Background and objectives

There has been no validated tool for objectively quantifying the overall condition and characteristics of the scalp. This study aimed to establish and validate a new classification and scoring system for evaluating scalp conditions.

Methods

The Scalp Photographic Index (SPI) using a trichoscope grades five features of scalp conditions (dryness, oiliness, erythema, folliculitis, and dandruff) on a score of 0–3. To evaluate the validity of SPI, SPI grading was performed by three experts on the scalps of 100 subjects along with a dermatologist’s assessment of the scalps and a scalp-related symptom survey. For reliability assessment, 20 healthcare providers performed SPI grading for the 95 selected photographs of the scalp.

Results

SPI grading and the dermatologist’s scalp assessment showed good correlations for all five scalp features. Warmth showed a significant correlation with all features of SPI and the subjects’ perception of a scalp pimple had a significant positive correlation with the folliculitis feature. SPI grading demonstrated good reliability with excellent internal consistency (Cronbach’s α = 0.90) and strong inter- and intra-rater reliability (Kendall’s W = 0.84, ICC(3,1)=0.94).

Conclusions

SPI is an objective, reproducible, and validated numeric system for classifying and scoring scalp conditions.

Introduction

Scalp-related symptoms such as dandruff or pruritus are very common problems encountered in dermatological practice (Citation1). These symptoms are commonly associated with various inflammatory scalp disorders, including seborrheic dermatitis, atopic dermatitis, and psoriasis. Even when the patients’ symptoms are similar, the underlying scalp conditions can be very different. For example, dandruff is considered as a Malassezia yeast-related condition and treated with antifungal agents; however, a recent study of 54 Koreans with dandruff found that nearly half of the subjects had sebum levels that were even lower than in healthy controls (Citation2), suggesting a different pathophysiology between scalps with dry vs. oily dandruff. Classification of scalp conditions or types is important for personalized treatment with the increasing demand for better scalp health. However, to date, scalp evaluation has been mainly focused on hair loss (Citation3,Citation4), and there has been no systematic evaluation methods for scalp skin conditions. Although the Baumann skin type system is popular for classifying the types of glabrous skin, especially the facial skin, it has limitations when applied to the scalp (Citation5).

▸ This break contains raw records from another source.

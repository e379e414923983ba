//! Expression lowering.
//!
//! Every expression lowers to an [`IrValue`] carrying its operand text
//! and IR type. L-values go through `field_address`/`element_address`,
//! which return a pointer plus the pointee type; reads load through that
//! pointer, writes store through it. Calls resolve an identifier callee
//! against the import map, then the module's own functions, then the
//! extern table; `obj.m(args)` is uniform-call syntax for the statically
//! resolved `Record_m(obj, args)`.

use super::{ExternFn, FunctionInfo, IrValue, Walker, stmt::needs_heap_cast};
use crate::types::{self, Ty};
use anyhow::Result;
use deno_ast::swc::ast;
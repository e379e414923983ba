use anyhow::Result;

/// Compiles a single in-memory module (named `main`) to IR text.
#[allow(dead_code)]
pub fn gen_ir_for_source(src: &str) -> Result<String> {
    milletc::compile_source(src)
}
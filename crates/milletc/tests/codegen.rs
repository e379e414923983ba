// Wrapper for the codegen test suites.

mod common;

#[path = "codegen/arithmetic_and_control.rs"]
mod arithmetic_and_control;
#[path = "codegen/generics_ir.rs"]
mod generics_ir;
#[path = "codegen/records_and_methods.rs"]
mod records_and_methods;
#[path = "codegen/strings_and_externs.rs"]
mod strings_and_externs;
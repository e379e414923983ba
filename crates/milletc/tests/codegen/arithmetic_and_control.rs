// Loops, branches and boolean coercion.

use crate::common::gen_ir_for_source;

#[test]
fn iterative_fibonacci_lowers_through_while() {
    let src = r#"
        export function main(): number {
            let a: number = 0;
            let b: number = 1;
            let i: number = 0;
            while (i < 10) {
                let t: number = a + b;
                a = b;
                b = t;
                i = i + 1;
            }
            return b;
        }
    "#;
    let ir = gen_ir_for_source(src).expect("generate IR");

    assert!(ir.contains("while.cond0:"), "missing loop condition block");
    assert!(ir.contains("while.body1:"), "missing loop body block");
    assert!(ir.contains("while.end2:"), "missing loop exit block");
    assert!(ir.contains("icmp slt i32"), "loop condition should be a signed compare");
    assert!(ir.contains("ret i32"), "main should return its i32");
}

#[test]
fn heap_array_sum_uses_bitcast_and_element_geps() {
    let src = r#"
        export function main(): number {
            let arr: number[] = malloc(20);
            arr[0] = 10;
            arr[1] = 20;
            arr[2] = 30;
            arr[3] = 40;
            arr[4] = 50;
            let sum: number = 0;
            for (let i: number = 0; i < 5; i = i + 1) {
                sum = sum + arr[i];
            }
            return sum;
        }
    "#;
    let ir = gen_ir_for_source(src).expect("generate IR");

    assert!(ir.contains("call i8* @malloc(i32 20)"));
    assert!(ir.contains("bitcast i8* "), "malloc result should cast to the array type");
    assert!(ir.contains(" to i32*"));
    assert!(ir.contains("getelementptr i32, i32*"), "element access should gep the base");
    assert!(ir.contains("for.cond0:"));
    assert!(ir.contains("br label %for.cond0"), "the step block loops back to the condition");
}

#[test]
fn integer_condition_compares_against_zero() {
    let src = r#"
        export function main(): number {
            let x: number = 5;
            if (x) {
                return 1;
            }
            return 0;
        }
    "#;
    let ir = gen_ir_for_source(src).expect("generate IR");
    assert!(ir.contains("icmp ne i32"), "non-i1 condition should coerce via icmp ne");
}

#[test]
fn comparison_condition_is_not_coerced_twice() {
    let src = r#"
        export function main(): number {
            let i: number = 0;
            if (i < 3) {
                return 1;
            }
            return 0;
        }
    "#;
    let ir = gen_ir_for_source(src).expect("generate IR");
    assert!(ir.contains("icmp slt i32"));
    assert!(!ir.contains("icmp ne i1"), "i1 values must feed the branch directly");
}

#[test]
fn for_without_condition_branches_unconditionally_into_body() {
    let src = r#"
        export function main(): number {
            for (;;) {
                return 1;
            }
        }
    "#;
    let ir = gen_ir_for_source(src).expect("generate IR");
    assert!(
        ir.contains("for.cond0:\n  br label %for.body1"),
        "a condition-less for is an infinite loop"
    );
}

#[test]
fn break_and_continue_target_loop_blocks() {
    let src = r#"
        export function main(): number {
            let sum: number = 0;
            for (let i: number = 0; i < 10; i = i + 1) {
                if (i == 3) {
                    continue;
                }
                if (i > 6) {
                    break;
                }
                sum = sum + i;
            }
            return sum;
        }
    "#;
    let ir = gen_ir_for_source(src).expect("generate IR");
    assert!(ir.contains("br label %for.step2"), "continue should run the incrementer");
    assert!(ir.contains("br label %for.end3"), "break should leave the loop");
}

#[test]
fn if_without_else_branches_to_end_on_false() {
    let src = r#"
        export function main(): number {
            let x: number = 1;
            if (x > 0) {
                x = 2;
            }
            return x;
        }
    "#;
    let ir = gen_ir_for_source(src).expect("generate IR");
    assert!(ir.contains("label %if.then0, label %if.end1"));
}

#[test]
fn unary_operators_lower_to_sub_and_icmp() {
    let src = r#"
        export function main(): number {
            let x: number = 5;
            let neg: number = -x;
            let flag: boolean = !x;
            if (flag) {
                return neg;
            }
            return x;
        }
    "#;
    let ir = gen_ir_for_source(src).expect("generate IR");
    assert!(ir.contains("sub i32 0,"), "prefix minus is sub from zero");
    assert!(ir.contains("icmp eq i32"), "prefix bang compares against zero");
}

#[test]
fn float_arithmetic_selects_fp_instructions() {
    let src = r#"
        export function main(): number {
            let x: f64 = 1.5;
            let y: f64 = x * 2.0;
            if (y > 2.5) {
                return 1;
            }
            return 0;
        }
    "#;
    let ir = gen_ir_for_source(src).expect("generate IR");
    assert!(ir.contains("alloca double"));
    assert!(ir.contains("fmul double"));
    assert!(ir.contains("fcmp ogt double"));
}

#[test]
fn every_function_block_ends_terminated() {
    let src = r#"
        export function noisy(): void {
            printf("hi\n");
        }
        export function main(): number {
            noisy();
            return 0;
        }
    "#;
    let ir = gen_ir_for_source(src).expect("generate IR");
    // void function without an explicit return still terminates
    assert!(ir.contains("ret void\n}"));
}
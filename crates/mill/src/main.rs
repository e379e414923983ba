//! Command-line driver for the millet compiler.
//!
//! The heavy lifting lives in the `milletc` library; this binary parses
//! arguments, writes the IR module to disk, and (unless `--emit-llvm`)
//! shells out to a C/LLVM toolchain to produce a native executable.
//! Exit codes: 0 on success, 1 on any failure, including a non-zero exit
//! of the compiled program under `--run`.

use anyhow::{Context, Result};
use clap::Parser;
use colored::Colorize;
use std::path::PathBuf;
use std::process::Command;

#[derive(Parser)]
#[command(name = "mill", about = "millet: AOT-compile a TypeScript subset to native code", version)]
struct Cli {
    /// Input source file
    input: String,

    /// Emit the LLVM IR module only, skipping the native backend
    #[arg(long = "emit-llvm")]
    emit_llvm: bool,

    /// Run the produced executable after linking
    #[arg(long)]
    run: bool,

    /// Output path (the IR file with --emit-llvm, the executable otherwise)
    #[arg(short = 'o', long = "out")]
    out: Option<String>,

    /// Target triple written into the IR module
    #[arg(long = "target-triple")]
    target_triple: Option<String>,

    /// Replacement for the built-in prelude descriptor
    #[arg(long)]
    prelude: Option<String>,

    /// Suppress progress output
    #[arg(long)]
    quiet: bool,
}

fn main() {
    let cli = Cli::parse();
    match drive(&cli) {
        Ok(code) => std::process::exit(code),
        Err(err) => {
            eprintln!("{} {:#}", "error:".red().bold(), err);
            std::process::exit(1);
        }
    }
}

fn drive(cli: &Cli) -> Result<i32> {
    if !cli.quiet {
        println!("{} {}", "Compiling".green().bold(), cli.input);
    }

    let mut options = milletc::CompileOptions::new(cli.input.clone());
    options.target_triple = cli.target_triple.clone();
    options.prelude = cli.prelude.clone();
    let ir = milletc::compile(&options)?;

    let input_stem = PathBuf::from(&cli.input)
        .file_stem()
        .map(|s| s.to_string_lossy().into_owned())
        .unwrap_or_else(|| "out".to_string());

    if cli.emit_llvm {
        let out = cli
            .out
            .clone()
            .unwrap_or_else(|| format!("{}.ll", input_stem));
        std::fs::write(&out, &ir).with_context(|| format!("failed to write '{}'", out))?;
        if !cli.quiet {
            println!("{} {}", "Finished".green().bold(), out);
        }
        return Ok(0);
    }

    let exe = cli.out.clone().unwrap_or_else(|| input_stem.clone());
    let ll_path = format!("{}.ll", exe);
    std::fs::write(&ll_path, &ir).with_context(|| format!("failed to write '{}'", ll_path))?;

    // any clang-compatible driver can assemble and link the module
    let cc = std::env::var("MILLET_CC").unwrap_or_else(|_| "clang".to_string());
    let status = Command::new(&cc)
        .arg(&ll_path)
        .arg("-o")
        .arg(&exe)
        .status()
        .with_context(|| format!("failed to spawn '{}'", cc))?;
    if !status.success() {
        anyhow::bail!("backend '{}' failed on '{}'", cc, ll_path);
    }
    if !cli.quiet {
        println!("{} {}", "Finished".green().bold(), exe);
    }

    if cli.run {
        let exe_path = if exe.contains(std::path::MAIN_SEPARATOR) {
            PathBuf::from(&exe)
        } else {
            PathBuf::from(".").join(&exe)
        };
        let status = Command::new(&exe_path)
            .status()
            .with_context(|| format!("failed to run '{}'", exe_path.display()))?;
        if !status.success() {
            return Ok(1);
        }
    }
    Ok(0)
}
//! millet compiler library.
//!
//! Translates a strict, statically typed subset of TypeScript into an
//! LLVM textual IR module. The pipeline is a single pass over the
//! resolver's leaves-first module order, with one [`codegen::Walker`]
//! per module bound to the shared [`codegen::Compilation`] registries:
//!
//! 1. resolve the import graph from the entry file (cycles rejected),
//! 2. load the prelude's extern declarations,
//! 3. walk each module: records, externs, then function bodies,
//! 4. serialize the emitter's buffers into one IR text module.
//!
//! The CLI driver (`mill`) handles file output, the native backend and
//! process spawning; this crate returns the IR as a `String`.

pub mod codegen;
pub mod diagnostics;
pub mod emit;
pub mod parser;
pub mod prelude;
pub mod resolver;
pub mod scope;
pub mod structs;
pub mod types;

use anyhow::Result;
use std::path::Path;

pub const DEFAULT_TARGET_TRIPLE: &str = "arm64-apple-macosx";

/// Compiler configuration, separate from CLI argument parsing.
#[derive(Debug, Clone)]
pub struct CompileOptions {
    /// Path to the entry source file.
    pub entry: String,
    /// Target triple written into the module header.
    pub target_triple: Option<String>,
    /// Optional replacement for the built-in prelude descriptor.
    pub prelude: Option<String>,
}

impl CompileOptions {
    pub fn new(entry: impl Into<String>) -> Self {
        Self {
            entry: entry.into(),
            target_triple: None,
            prelude: None,
        }
    }
}

/// Compiles the entry module and everything it imports into one IR text
/// module.
pub fn compile(options: &CompileOptions) -> Result<String> {
    let entry = Path::new(&options.entry);
    let modules = resolver::ModuleResolver::new().resolve(entry)?;

    let module_id = resolver::module_name_of(entry);
    let triple = options
        .target_triple
        .as_deref()
        .unwrap_or(DEFAULT_TARGET_TRIPLE);
    let mut comp = codegen::Compilation::new(&module_id, triple);

    let prelude_mod = prelude::load(options.prelude.as_deref())?;
    codegen::Walker::new(&mut comp, "prelude", &prelude_mod.parsed, &[]).register_externs()?;

    for module in &modules {
        codegen::Walker::new(&mut comp, &module.name, &module.parsed.parsed, &module.imports)
            .run()?;
    }

    Ok(comp.emitter.get_output())
}

/// Compiles a single in-memory module (no imports), mainly for tests and
/// tooling. The module is named `main`.
pub fn compile_source(source: &str) -> Result<String> {
    let parsed = parser::parse_millet_module(source, None)?;
    let mut comp = codegen::Compilation::new("main", DEFAULT_TARGET_TRIPLE);
    let prelude_mod = prelude::load(None)?;
    codegen::Walker::new(&mut comp, "prelude", &prelude_mod.parsed, &[]).register_externs()?;
    codegen::Walker::new(&mut comp, "main", &parsed.parsed, &[]).run()?;
    Ok(comp.emitter.get_output())
}
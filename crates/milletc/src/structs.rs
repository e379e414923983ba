//! Record layouts and the generic-template table.
//!
//! The [`StructRegistry`] is the single source of truth for record
//! shapes: field order, indices, byte offsets and the total size used by
//! `sizeof`. Layout is deliberately unpadded; the emitted IR delegates
//! real layout to the backend and the sums only feed `sizeof`.
//!
//! Generic record declarations are not layouts yet: they are stored in
//! the [`GenericTable`] as templates and instantiated by the type mapper
//! the first time a concrete `Name<Args>` appears in a type position.

use crate::types::Ty;
use anyhow::Result;
use std::collections::{HashMap, HashSet};

#[derive(Debug, Clone)]
pub struct FieldLayout {
    pub name: String,
    /// Surface spelling, e.g. `number` or `Point`.
    pub surface: String,
    /// IR type, e.g. `i32` or `%Point*`.
    pub ir_type: String,
    pub index: usize,
    pub offset: usize,
    pub size: usize,
}

#[derive(Debug, Clone)]
pub struct RecordLayout {
    pub name: String,
    pub fields: Vec<FieldLayout>,
    pub total_size: usize,
    /// `%Name*`
    pub ptr_type: String,
    /// `{ i32, %Point* }`
    pub body_type: String,
}

#[derive(Debug, Default)]
pub struct StructRegistry {
    records: HashMap<String, RecordLayout>,
    /// Registration order, for deterministic topological emission.
    order: Vec<String>,
}

impl StructRegistry {
    pub fn contains(&self, name: &str) -> bool {
        self.records.contains_key(name)
    }

    /// Registers a record layout. Fields arrive as
    /// `(name, surface type, ir type)` in declaration order.
    pub fn register(&mut self, name: &str, fields: Vec<(String, String, String)>) -> Result<()> {
        if self.records.contains_key(name) {
            anyhow::bail!("record '{}' is already defined", name);
        }
        let mut seen = HashSet::new();
        let mut laid_out = Vec::with_capacity(fields.len());
        let mut offset = 0usize;
        for (index, (fname, surface, ir_type)) in fields.into_iter().enumerate() {
            if !seen.insert(fname.clone()) {
                anyhow::bail!("record '{}' declares field '{}' twice", name, fname);
            }
            let size = field_size(&ir_type);
            laid_out.push(FieldLayout {
                name: fname,
                surface,
                ir_type,
                index,
                offset,
                size,
            });
            offset += size;
        }
        let body = if laid_out.is_empty() {
            "{ }".to_string()
        } else {
            let tys: Vec<&str> = laid_out.iter().map(|f| f.ir_type.as_str()).collect();
            format!("{{ {} }}", tys.join(", "))
        };
        self.records.insert(
            name.to_string(),
            RecordLayout {
                name: name.to_string(),
                fields: laid_out,
                total_size: offset,
                ptr_type: format!("%{}*", name),
                body_type: body,
            },
        );
        self.order.push(name.to_string());
        Ok(())
    }

    pub fn lookup(&self, name: &str) -> Result<&RecordLayout> {
        self.records
            .get(name)
            .ok_or_else(|| anyhow::anyhow!("unknown record type '{}'", name))
    }

    pub fn lookup_field(&self, record: &str, field: &str) -> Result<&FieldLayout> {
        let layout = self.lookup(record)?;
        layout
            .fields
            .iter()
            .find(|f| f.name == field)
            .ok_or_else(|| anyhow::anyhow!("record '{}' has no field '{}'", record, field))
    }

    /// Byte size of an IR type as used by `sizeof`. Pointers are 8 bytes;
    /// a bare record name resolves to that record's total size.
    pub fn type_size(&self, ir: &str) -> Result<usize> {
        if ir.ends_with('*') {
            return Ok(8);
        }
        Ok(match ir {
            "i1" | "i8" => 1,
            "i16" => 2,
            "i32" | "float" => 4,
            "i64" | "double" => 8,
            "void" => 0,
            _ if ir.starts_with('%') => self.lookup(&ir[1..])?.total_size,
            _ => anyhow::bail!("cannot size IR type '{}'", ir),
        })
    }

    /// Records ordered so that every record appears after the records its
    /// fields reference. A revisit during traversal is a reference cycle
    /// and fails the compilation.
    pub fn topo_order(&self) -> Result<Vec<&RecordLayout>> {
        let mut done: HashSet<&str> = HashSet::new();
        let mut visiting: HashSet<&str> = HashSet::new();
        let mut out = Vec::with_capacity(self.order.len());
        for name in &self.order {
            self.visit(name, &mut done, &mut visiting, &mut out)?;
        }
        Ok(out)
    }

    fn visit<'a>(
        &'a self,
        name: &'a str,
        done: &mut HashSet<&'a str>,
        visiting: &mut HashSet<&'a str>,
        out: &mut Vec<&'a RecordLayout>,
    ) -> Result<()> {
        if done.contains(name) {
            return Ok(());
        }
        if !visiting.insert(name) {
            anyhow::bail!("record dependency cycle involving '{}'", name);
        }
        let layout = self.lookup(name)?;
        for field in &layout.fields {
            if let Some(dep) = referenced_record(&field.ir_type)
                && self.records.contains_key(dep)
            {
                self.visit(dep, done, visiting, out)?;
            }
        }
        visiting.remove(name);
        done.insert(name);
        out.push(layout);
        Ok(())
    }
}

// All fields that reference a record do so by pointer, but the pointee
// still has to be defined earlier in the module text.
fn referenced_record(ir: &str) -> Option<&str> {
    let stripped = ir.trim_end_matches('*');
    stripped.strip_prefix('%')
}

// Per-field sizes for the unpadded layout sum.
fn field_size(ir: &str) -> usize {
    if ir.ends_with('*') {
        return 8;
    }
    match ir {
        "i1" | "i8" => 1,
        "i16" => 2,
        "i32" | "float" => 4,
        _ => 8,
    }
}

/// An uninstantiated generic record: type-parameter names plus fields
/// whose surface types may reference those parameters.
#[derive(Debug, Clone)]
pub struct GenericTemplate {
    pub params: Vec<String>,
    pub fields: Vec<(String, Ty)>,
}

#[derive(Debug, Default)]
pub struct GenericTable {
    templates: HashMap<String, GenericTemplate>,
}

impl GenericTable {
    pub fn define(&mut self, name: &str, params: Vec<String>, fields: Vec<(String, Ty)>) -> Result<()> {
        if self.templates.contains_key(name) {
            anyhow::bail!("generic record '{}' is already defined", name);
        }
        self.templates
            .insert(name.to_string(), GenericTemplate { params, fields });
        Ok(())
    }

    pub fn get(&self, name: &str) -> Option<&GenericTemplate> {
        self.templates.get(name)
    }
}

One of the reasons why studies on scalp conditions or types are scarce is that the scalp is more difficult to observe than the glabrous skin. People cannot directly observe their scalp, and because it is covered with hair, investigators face challenges in photo documentation of the scalp and subsequent communication with other investigators. Although several studies have been conducted to diagnose inflammatory scalp disorders using dermoscopy, which allows observation of the scalp structures in detail (Citation6–8), no attempt has yet been made to classify the physiological characteristics of scalps.

In this study, we aimed to introduce the Scalp Photographic Index (SPI), a new, objective, reproducible numeric grading system that describes the scalp conditions. SPI grades five features of the scalp conditions using magnified photographs of the scalp. We evaluated the validity of SPI through the correlation with the dermatologist’s assessment of the scalps and the subjects’ scalp-related symptoms. We also evaluated the internal consistency and inter- or intra-rater reliability of SPI.

Materials and methods

Development of the Scalp Photographic Index

The SPI was prepared using highly magnified (×60) pictures of the scalp taken by a trichoscope. SPI grades five features of scalp conditions (dryness, oiliness, erythema, folliculitis, and dandruff) to 0 (none), 1 (mild), 2 (moderate), and 3 (severe) using magnified photographs of the scalp. Each item reflects scalp characteristics that are important for deciding treatments. For example, dryness reflects epidermal barrier integrity or scalp hydration level, whereas oiliness shows sebaceous activity. Erythema and folliculitis are manifestations of interfollicular and follicular inflammations, respectively. Hyper-proliferative epidermal response is indicated by dandruff. To improve the objectivity and reproducibility of grading, a photographic scale was used. Detailed methods are as follows.

  1. A 60-fold magnified images were acquired from five areas of the scalp (vertex, anterior, posterior, right, and left) using a scalp photography equipment (ASM-202™ camera, Aram Huvis Co., Ltd., Seongnam, South Korea) (Citation7). The ASM-202™ camera was a hand-held trichoscope that took non-polarized, non-reflective images by non-reflective lighting. Compared to the dermoscope, it had a shorter shooting time (<0.5 seconds) and was easier to observe the scalp surface by obtaining non-reflection images regardless of lighting with a fixed focusing (). The patients were instructed not to wash their scalps or use hair products within 12 hours before taking the pictures, and we used the Scalp Positioning Ruler to replicate the exact spot of each picture in the long-term evaluation of a patient (). Here, anterior and posterior refer to the center of the anterior and posterior hair lines, respectively. Right and left scalp images were photographed from just above the right and left ear, respectively ().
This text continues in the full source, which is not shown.